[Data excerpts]
------------

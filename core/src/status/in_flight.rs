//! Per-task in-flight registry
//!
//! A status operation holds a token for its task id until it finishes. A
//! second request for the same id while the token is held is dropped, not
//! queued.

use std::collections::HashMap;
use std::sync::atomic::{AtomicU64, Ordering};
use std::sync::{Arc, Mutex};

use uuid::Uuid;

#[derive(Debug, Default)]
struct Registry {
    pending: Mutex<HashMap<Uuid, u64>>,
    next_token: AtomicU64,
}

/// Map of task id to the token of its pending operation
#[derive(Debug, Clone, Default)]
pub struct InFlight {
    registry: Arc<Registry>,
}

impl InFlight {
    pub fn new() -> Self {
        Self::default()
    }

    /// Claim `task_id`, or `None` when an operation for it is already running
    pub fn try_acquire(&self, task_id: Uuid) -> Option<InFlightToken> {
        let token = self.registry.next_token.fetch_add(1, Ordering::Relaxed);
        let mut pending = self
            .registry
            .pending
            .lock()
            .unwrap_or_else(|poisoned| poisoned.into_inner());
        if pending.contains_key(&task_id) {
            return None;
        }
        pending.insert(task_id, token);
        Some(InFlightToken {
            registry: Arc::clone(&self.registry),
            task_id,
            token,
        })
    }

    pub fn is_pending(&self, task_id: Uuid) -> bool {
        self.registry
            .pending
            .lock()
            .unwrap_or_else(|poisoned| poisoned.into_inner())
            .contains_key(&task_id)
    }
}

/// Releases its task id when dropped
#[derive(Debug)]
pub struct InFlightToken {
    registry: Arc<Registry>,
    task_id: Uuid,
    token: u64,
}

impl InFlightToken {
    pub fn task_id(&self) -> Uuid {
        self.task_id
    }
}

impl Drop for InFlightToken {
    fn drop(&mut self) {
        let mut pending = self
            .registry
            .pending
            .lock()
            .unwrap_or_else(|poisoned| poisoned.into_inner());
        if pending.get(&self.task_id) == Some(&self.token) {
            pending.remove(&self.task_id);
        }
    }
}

------------

[Task to carry out]
In the entries above, tally the lines containing the word "status" and return only the tally.

[Answer for the task]
2